The publicity from the Forbes list provides an opportunity to enlighten a misinformed world public opinion, not only on how powerful certain female individuals in the Gulf have become, but also on the influence they increasingly exert on the political landscapes of their countries.
Yet, as much as this development marks a positive change for the region, it also raises the question of how this empowerment can transcend elitist parameters to include women in general. This achievement certainly provides further evidence of the growing influence of women in the region's affairs, but negative attitudes towards the very notion of female power remain the most significant obstacles that GCC societies have to overcome.
For outsiders, the development in women's issues in the Gulf region has always been intriguing. Realities on the ground clearly show that women enjoy impressive access to education, health care, cultural development, business initiatives, politics and the workforce. Across the region, women's university enrolment has reached record levels even in fields traditionally dominated by men. Female physicians, engineers, media professionals, business leaders, politicians and IT experts are no longer exceptions.

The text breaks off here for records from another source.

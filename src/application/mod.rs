//! Application layer
//!
//! Use cases that connect the probe reader, the catalog and the matcher.

mod classify_file;
pub mod dto;

pub use classify_file::ClassifyFileUseCase;
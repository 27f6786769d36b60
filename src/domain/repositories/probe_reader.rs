//! Probe reader trait
//!
//! Reads the leading bytes of a candidate file. Reads may block on
//! storage, so callers run them off any latency-sensitive context.

use crate::core::ProbeError;
use crate::domain::entities::ProbeBuffer;

/// Trait for reading the first bytes of a file
pub trait ProbeReader: Send + Sync {
    /// Reads up to `limit` bytes (capped at the probe capacity) from the
    /// start of `path`
    ///
    /// A zero-length file yields an empty buffer, not an error.
    fn read_probe(&self, path: &str, limit: usize) -> Result<ProbeBuffer, ProbeError>;
}
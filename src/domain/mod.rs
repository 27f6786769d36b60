//! Domain layer - Core identification logic
//!
//! Signature entities, the catalog and matcher services, and the
//! repository traits for the catalog source and probe reader. Nothing
//! in here performs I/O.

pub mod entities;
pub mod repositories;
pub mod services;
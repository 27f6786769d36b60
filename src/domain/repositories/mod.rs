//! Repository traits (interfaces)
//!
//! Contracts for the two collaborators the core depends on: the source of
//! the signature catalog and the reader that supplies probe buffers.

mod catalog_source;
mod probe_reader;

pub use catalog_source::CatalogSource;
pub use probe_reader::ProbeReader;
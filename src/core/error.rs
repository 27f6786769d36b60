use std::io;
use thiserror::Error;

/// Errors that can occur while loading the signature catalog
#[derive(Error, Debug)]
pub enum CatalogLoadError {
    #[error("Catalog source {path} unavailable: {source}")]
    Io {
        path: String,
        #[source]
        source: io::Error,
    },

    #[error("Malformed catalog: {0}")]
    Malformed(String),

    #[error("Invalid byte {value} in '{label}' pattern {pattern} at offset {offset}")]
    InvalidByte {
        label: String,
        pattern: usize,
        offset: usize,
        value: String,
    },

    #[error("Empty pattern {pattern} in '{label}'")]
    EmptyPattern { label: String, pattern: usize },

    #[error("File type '{0}' declares no patterns")]
    EmptyEntry(String),

    #[error("Pattern {pattern} in '{label}' is {len} bytes, probe capacity is {max}")]
    PatternTooLong {
        label: String,
        pattern: usize,
        len: usize,
        max: usize,
    },
}

impl From<serde_json::Error> for CatalogLoadError {
    fn from(err: serde_json::Error) -> Self {
        CatalogLoadError::Malformed(err.to_string())
    }
}

/// Errors that can occur when reading the leading bytes of a file
#[derive(Error, Debug)]
pub enum ProbeError {
    #[error("File not found: {0}")]
    NotFound(String),

    #[error("Permission denied: {0}")]
    PermissionDenied(String),

    #[error("I/O error: {0}")]
    Io(#[from] io::Error),
}

impl ProbeError {
    /// Maps an open/read failure to the matching variant, keeping the path for context
    pub fn from_io(path: &str, err: io::Error) -> Self {
        match err.kind() {
            io::ErrorKind::NotFound => ProbeError::NotFound(path.to_string()),
            io::ErrorKind::PermissionDenied => ProbeError::PermissionDenied(path.to_string()),
            _ => ProbeError::Io(err),
        }
    }
}
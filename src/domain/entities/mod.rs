//! Domain entities
//!
//! Core objects of file type identification: signatures, the buffer
//! they are matched against, and the outcome of a match.

mod classification;
mod file_signature;
mod probe_buffer;

pub use classification::{ClassificationResult, READ_FAILURE_LABEL, UNKNOWN_LABEL};
pub use file_signature::{FileTypeEntry, SignaturePattern};
pub use probe_buffer::{PROBE_CAPACITY, ProbeBuffer};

In most of the GCC states, championing women's causes has become central to national, cultural and political discourse. Observing the work of the Arab Women Organisation, it is clear that first ladies in Arab countries in general, and in the GCC in particular, are extremely enthusiastic about advancing women's causes.
The rising number of women's organisations in the Gulf states highlights a commitment to female empowerment as key to the region's sustainable development. According to a survey carried out by Freedom House in Washington in 2009, positive transitions in the roles of women in the GCC reflect sustained efforts on the parts of governments to efficiently integrate them into public and professional life.

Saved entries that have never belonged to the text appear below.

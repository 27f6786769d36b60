//! Catalog source trait
//!
//! Where the signature catalog comes from. A hardcoded table and a
//! declarative data file are interchangeable behind this trait.

use crate::core::CatalogLoadError;
use crate::domain::services::Catalog;

/// Trait for loading the signature catalog
///
/// Implementations must preserve the declared order of file types and of
/// each type's alternative patterns, since order decides match precedence.
/// A failed load is reported, never replaced by an empty catalog.
///
/// # Example
///
/// ```
/// use filechecker::domain::repositories::CatalogSource;
/// use filechecker::infrastructure::catalog::JsonCatalogSource;
///
/// let catalog = JsonCatalogSource::bundled().load().unwrap();
/// assert_eq!(catalog.classify(b"%PDF-1.7").label(), "pdf");
/// ```
pub trait CatalogSource {
    /// Short description of the source for log messages
    fn describe(&self) -> String;

    /// Parses and validates the catalog
    fn load(&self) -> Result<Catalog, CatalogLoadError>;
}
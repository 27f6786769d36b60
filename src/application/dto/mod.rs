//! Data Transfer Objects

mod check_options;

pub use check_options::CheckOptions;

Considering the steps that GCC states are taking to enhance women's participation in all walks of life, it is puzzling why such positive advances continue to be overshadowed by outdated, negative stereotypes.

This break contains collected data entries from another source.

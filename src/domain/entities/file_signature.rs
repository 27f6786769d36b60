//! File signature entities
//!
//! A signature is the run of magic bytes at the start of a file that
//! identifies its format. Some formats leave gaps inside the signature
//! (RIFF containers carry a length field between "RIFF" and the form type),
//! so every position is either an exact byte or a wildcard.

use std::fmt;

/// A byte pattern matched against the start of a buffer
///
/// Each slot is `Some(byte)` for an exact match or `None` for a wildcard
/// that accepts any byte at that offset. Never empty.
#[derive(Debug, Clone, PartialEq, Eq, Hash)]
pub struct SignaturePattern {
    bytes: Vec<Option<u8>>,
}

impl SignaturePattern {
    /// Creates a pattern, returning `None` for an empty slot list
    pub fn new(bytes: Vec<Option<u8>>) -> Option<Self> {
        if bytes.is_empty() {
            return None;
        }
        Some(Self { bytes })
    }

    /// Creates a pattern without wildcards
    pub fn exact(bytes: &[u8]) -> Option<Self> {
        Self::new(bytes.iter().copied().map(Some).collect())
    }

    /// Returns the pattern slots
    pub fn bytes(&self) -> &[Option<u8>] {
        &self.bytes
    }

    /// Number of bytes a buffer needs for this pattern to match
    pub fn len(&self) -> usize {
        self.bytes.len()
    }

    pub fn is_empty(&self) -> bool {
        self.bytes.is_empty()
    }

    pub fn wildcard_count(&self) -> usize {
        self.bytes.iter().filter(|b| b.is_none()).count()
    }

    /// Checks whether `data` starts with this pattern
    ///
    /// A buffer shorter than the pattern never matches, even when the
    /// missing tail would only cover wildcard slots.
    #[inline]
    pub fn matches(&self, data: &[u8]) -> bool {
        if data.len() < self.bytes.len() {
            return false;
        }
        self.bytes
            .iter()
            .zip(data)
            .all(|(expected, actual)| expected.is_none_or(|b| b == *actual))
    }
}

impl fmt::Display for SignaturePattern {
    fn fmt(&self, f: &mut fmt::Formatter<'_>) -> fmt::Result {
        for (i, slot) in self.bytes.iter().enumerate() {
            if i > 0 {
                f.write_str(" ")?;
            }
            match slot {
                Some(b) => write!(f, "{:02X}", b)?,
                None => f.write_str("??")?,
            }
        }
        Ok(())
    }
}

/// A file type label together with its alternative signatures
///
/// Alternatives are tried in declared order.
#[derive(Debug, Clone, PartialEq, Eq)]
pub struct FileTypeEntry {
    label: String,
    patterns: Vec<SignaturePattern>,
}

impl FileTypeEntry {
    pub fn new(label: impl Into<String>, patterns: Vec<SignaturePattern>) -> Self {
        Self {
            label: label.into(),
            patterns,
        }
    }

    /// Returns the label reported when this entry matches (e.g. "png")
    pub fn label(&self) -> &str {
        &self.label
    }

    pub fn patterns(&self) -> &[SignaturePattern] {
        &self.patterns
    }

    /// Returns the first alternative that matches `data`
    pub fn find_match(&self, data: &[u8]) -> Option<&SignaturePattern> {
        self.patterns.iter().find(|p| p.matches(data))
    }

    /// Length of the longest alternative
    pub fn max_pattern_len(&self) -> usize {
        self.patterns.iter().map(SignaturePattern::len).max().unwrap_or(0)
    }
}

To clarify this incongruity, the following needs to be considered: GCC governments are indeed doing their best to empower female populations to the best of professional and social standards. In order for such initiatives to take on a more lasting and substantive character, they should be considered alongside well-entrenched negative attitudes towards women as powerful figures in society.
Unfortunately, misogynistic attitudes remain commonplace among segments of the Arab world, where for many the idea of having a woman as a boss, a professional partner, or an equal-pay colleague is totally unpalatable. While the rise of a small number of accomplished Arab women in the region may be possible in the next few years, the evolution of a culture that supports women as powerful players in their societies is more likely to take decades.
The inclusion of the three women leaders in Forbes's 2010 most powerful women list is a good reason for all of us to believe in a brighter future ahead. Changing cultural attitudes in the Gulf region and in the Arab world at large is a long-term process that will be enhanced by individual and collective women's empowerment initiatives.
In two weeks, Arab first ladies are scheduled to meet in Tunis as part of the Third Arab Women Organisation summit. The initiatives expected to be launched at this summit should serve as building blocks for the region's future vision of gender equality.
In the final analysis, however, what is important is not how many women will benefit materially from such projects, but rather how effective those initiatives prove to be in fostering a culture that promotes genuine empowerment. Forbes's recognition of the contributions of three leading figures in the Gulf region strongly suggests that women can make a difference in their communities. What we now need is for this potential to be recognised by those very communities themselves.